- [Data records]
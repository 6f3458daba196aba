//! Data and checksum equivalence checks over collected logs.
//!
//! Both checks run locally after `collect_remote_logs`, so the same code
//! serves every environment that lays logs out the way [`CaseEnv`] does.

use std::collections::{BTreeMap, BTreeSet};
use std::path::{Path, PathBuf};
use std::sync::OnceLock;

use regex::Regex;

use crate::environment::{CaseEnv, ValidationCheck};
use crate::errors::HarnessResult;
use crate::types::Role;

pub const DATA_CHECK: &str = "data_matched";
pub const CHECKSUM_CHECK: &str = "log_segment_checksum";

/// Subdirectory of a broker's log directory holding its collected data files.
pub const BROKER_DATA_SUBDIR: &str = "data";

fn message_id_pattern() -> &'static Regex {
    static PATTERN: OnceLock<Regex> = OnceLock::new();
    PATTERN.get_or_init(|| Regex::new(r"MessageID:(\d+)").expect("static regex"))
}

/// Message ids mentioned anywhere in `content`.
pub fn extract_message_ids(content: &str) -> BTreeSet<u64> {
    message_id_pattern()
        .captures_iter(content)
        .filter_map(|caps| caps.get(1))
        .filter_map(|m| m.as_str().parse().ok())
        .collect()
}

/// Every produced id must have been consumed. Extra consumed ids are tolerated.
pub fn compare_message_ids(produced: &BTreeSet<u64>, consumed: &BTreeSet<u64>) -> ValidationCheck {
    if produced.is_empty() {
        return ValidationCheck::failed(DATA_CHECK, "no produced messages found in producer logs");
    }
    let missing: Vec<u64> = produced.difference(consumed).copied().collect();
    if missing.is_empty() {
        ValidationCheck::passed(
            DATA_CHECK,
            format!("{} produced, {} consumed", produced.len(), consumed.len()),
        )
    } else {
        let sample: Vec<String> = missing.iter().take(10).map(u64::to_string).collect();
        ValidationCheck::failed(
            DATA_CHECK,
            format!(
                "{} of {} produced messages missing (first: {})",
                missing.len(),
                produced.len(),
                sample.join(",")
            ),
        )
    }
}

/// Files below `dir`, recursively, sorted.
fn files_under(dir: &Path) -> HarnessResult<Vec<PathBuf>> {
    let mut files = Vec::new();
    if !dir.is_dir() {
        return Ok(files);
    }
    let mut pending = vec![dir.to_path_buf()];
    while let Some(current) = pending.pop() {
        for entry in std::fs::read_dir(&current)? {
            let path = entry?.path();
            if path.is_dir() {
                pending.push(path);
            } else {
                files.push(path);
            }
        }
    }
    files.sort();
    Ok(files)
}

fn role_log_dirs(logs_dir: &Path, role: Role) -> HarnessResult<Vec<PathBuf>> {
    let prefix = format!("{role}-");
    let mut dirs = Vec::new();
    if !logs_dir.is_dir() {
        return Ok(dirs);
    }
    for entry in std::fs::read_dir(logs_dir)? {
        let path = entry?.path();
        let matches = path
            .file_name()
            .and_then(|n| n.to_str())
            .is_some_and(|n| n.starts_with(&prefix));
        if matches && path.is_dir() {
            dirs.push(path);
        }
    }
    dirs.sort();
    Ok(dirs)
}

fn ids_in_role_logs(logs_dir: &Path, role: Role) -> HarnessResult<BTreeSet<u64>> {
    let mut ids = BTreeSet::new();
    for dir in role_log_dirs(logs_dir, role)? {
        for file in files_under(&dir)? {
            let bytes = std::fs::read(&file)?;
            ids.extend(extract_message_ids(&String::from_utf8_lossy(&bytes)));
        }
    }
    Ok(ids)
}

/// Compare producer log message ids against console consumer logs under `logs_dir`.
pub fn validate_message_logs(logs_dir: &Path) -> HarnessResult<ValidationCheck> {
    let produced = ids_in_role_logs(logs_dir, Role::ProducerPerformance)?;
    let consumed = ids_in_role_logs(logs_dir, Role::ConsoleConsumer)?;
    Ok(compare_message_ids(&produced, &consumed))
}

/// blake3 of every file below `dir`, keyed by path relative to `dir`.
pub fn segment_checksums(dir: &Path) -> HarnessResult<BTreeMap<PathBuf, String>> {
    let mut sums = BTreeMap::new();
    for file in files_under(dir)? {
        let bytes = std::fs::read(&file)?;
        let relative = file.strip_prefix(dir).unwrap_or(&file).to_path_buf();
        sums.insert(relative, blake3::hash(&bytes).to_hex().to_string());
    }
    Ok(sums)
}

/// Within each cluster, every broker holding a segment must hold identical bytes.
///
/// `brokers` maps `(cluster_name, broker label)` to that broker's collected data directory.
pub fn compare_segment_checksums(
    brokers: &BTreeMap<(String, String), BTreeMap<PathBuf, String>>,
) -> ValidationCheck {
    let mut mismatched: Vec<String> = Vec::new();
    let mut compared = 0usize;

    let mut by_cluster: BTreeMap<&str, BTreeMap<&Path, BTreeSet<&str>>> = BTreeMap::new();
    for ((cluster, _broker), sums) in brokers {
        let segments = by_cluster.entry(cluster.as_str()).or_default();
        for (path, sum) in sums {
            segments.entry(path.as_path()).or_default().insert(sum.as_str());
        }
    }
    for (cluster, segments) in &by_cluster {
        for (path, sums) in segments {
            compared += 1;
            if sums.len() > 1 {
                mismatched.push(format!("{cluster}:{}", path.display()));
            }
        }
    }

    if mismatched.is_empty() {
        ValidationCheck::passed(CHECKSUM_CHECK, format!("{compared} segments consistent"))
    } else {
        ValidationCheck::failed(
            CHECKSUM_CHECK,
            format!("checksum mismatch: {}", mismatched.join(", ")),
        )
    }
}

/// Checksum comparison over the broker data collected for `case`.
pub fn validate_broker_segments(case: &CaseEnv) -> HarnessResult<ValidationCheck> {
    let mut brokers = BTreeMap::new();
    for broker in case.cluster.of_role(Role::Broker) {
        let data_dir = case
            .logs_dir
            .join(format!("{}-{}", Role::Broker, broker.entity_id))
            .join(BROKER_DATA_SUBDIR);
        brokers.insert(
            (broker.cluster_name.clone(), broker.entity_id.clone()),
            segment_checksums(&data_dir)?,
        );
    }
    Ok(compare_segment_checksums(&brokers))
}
---
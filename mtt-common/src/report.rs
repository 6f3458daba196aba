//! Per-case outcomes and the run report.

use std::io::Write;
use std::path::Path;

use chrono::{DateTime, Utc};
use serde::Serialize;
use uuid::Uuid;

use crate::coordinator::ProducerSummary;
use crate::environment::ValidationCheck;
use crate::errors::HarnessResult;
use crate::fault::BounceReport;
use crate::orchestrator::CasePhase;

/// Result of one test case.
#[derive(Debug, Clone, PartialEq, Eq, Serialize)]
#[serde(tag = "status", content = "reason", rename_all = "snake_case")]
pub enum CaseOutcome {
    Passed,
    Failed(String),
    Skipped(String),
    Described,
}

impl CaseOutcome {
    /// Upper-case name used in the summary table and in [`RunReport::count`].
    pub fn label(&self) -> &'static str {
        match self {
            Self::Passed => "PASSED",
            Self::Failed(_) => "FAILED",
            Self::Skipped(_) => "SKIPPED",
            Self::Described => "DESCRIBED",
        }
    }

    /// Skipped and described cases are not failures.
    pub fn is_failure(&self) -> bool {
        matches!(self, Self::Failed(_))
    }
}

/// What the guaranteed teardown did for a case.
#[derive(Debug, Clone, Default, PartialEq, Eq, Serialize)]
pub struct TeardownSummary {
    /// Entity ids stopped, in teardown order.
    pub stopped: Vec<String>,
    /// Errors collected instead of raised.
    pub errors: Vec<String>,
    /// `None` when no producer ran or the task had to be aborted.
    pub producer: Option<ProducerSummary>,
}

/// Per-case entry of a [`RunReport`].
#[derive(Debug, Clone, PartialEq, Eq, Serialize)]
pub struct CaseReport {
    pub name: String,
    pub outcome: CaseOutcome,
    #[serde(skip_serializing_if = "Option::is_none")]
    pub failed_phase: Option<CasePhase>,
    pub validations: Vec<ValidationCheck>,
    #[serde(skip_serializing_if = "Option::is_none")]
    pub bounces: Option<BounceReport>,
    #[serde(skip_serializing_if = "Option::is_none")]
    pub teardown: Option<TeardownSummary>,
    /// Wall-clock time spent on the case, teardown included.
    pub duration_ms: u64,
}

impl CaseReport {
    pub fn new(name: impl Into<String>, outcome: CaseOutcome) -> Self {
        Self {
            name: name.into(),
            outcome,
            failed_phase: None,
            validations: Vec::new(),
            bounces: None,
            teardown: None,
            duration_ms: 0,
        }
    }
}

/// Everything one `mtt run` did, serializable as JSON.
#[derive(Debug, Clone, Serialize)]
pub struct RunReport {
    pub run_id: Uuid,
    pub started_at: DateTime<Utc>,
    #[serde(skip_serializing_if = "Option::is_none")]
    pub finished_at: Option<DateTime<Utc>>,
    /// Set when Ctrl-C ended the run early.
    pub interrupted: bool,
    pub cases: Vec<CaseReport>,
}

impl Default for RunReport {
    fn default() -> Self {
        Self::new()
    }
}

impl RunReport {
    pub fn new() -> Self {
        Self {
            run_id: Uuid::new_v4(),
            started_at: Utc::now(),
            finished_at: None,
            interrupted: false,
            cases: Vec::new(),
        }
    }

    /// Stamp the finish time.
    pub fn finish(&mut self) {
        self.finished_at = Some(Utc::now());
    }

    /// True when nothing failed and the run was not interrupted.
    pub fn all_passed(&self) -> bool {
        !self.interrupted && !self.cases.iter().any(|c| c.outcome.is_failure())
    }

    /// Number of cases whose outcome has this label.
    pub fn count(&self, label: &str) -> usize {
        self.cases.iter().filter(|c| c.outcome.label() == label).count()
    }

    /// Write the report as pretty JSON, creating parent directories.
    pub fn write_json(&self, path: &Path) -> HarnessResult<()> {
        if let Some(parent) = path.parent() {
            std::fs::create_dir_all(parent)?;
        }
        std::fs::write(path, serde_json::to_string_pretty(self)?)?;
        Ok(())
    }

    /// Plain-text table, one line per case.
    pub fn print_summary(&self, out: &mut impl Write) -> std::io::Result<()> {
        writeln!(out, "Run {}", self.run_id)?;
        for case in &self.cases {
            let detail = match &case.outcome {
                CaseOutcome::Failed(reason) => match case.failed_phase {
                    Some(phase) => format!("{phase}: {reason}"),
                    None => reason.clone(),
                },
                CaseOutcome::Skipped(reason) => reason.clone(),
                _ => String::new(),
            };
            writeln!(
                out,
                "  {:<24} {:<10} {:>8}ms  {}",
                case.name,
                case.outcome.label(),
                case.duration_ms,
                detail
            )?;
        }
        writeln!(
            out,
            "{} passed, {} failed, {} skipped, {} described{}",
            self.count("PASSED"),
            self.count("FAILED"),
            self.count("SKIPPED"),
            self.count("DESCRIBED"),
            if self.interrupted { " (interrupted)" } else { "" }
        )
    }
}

- [Work task]
Find the word "CaseReport" in the data and show each line that holds it.

- [Result of this exercise]
pub struct CaseReport {
impl CaseReport {
    pub cases: Vec<CaseReport>,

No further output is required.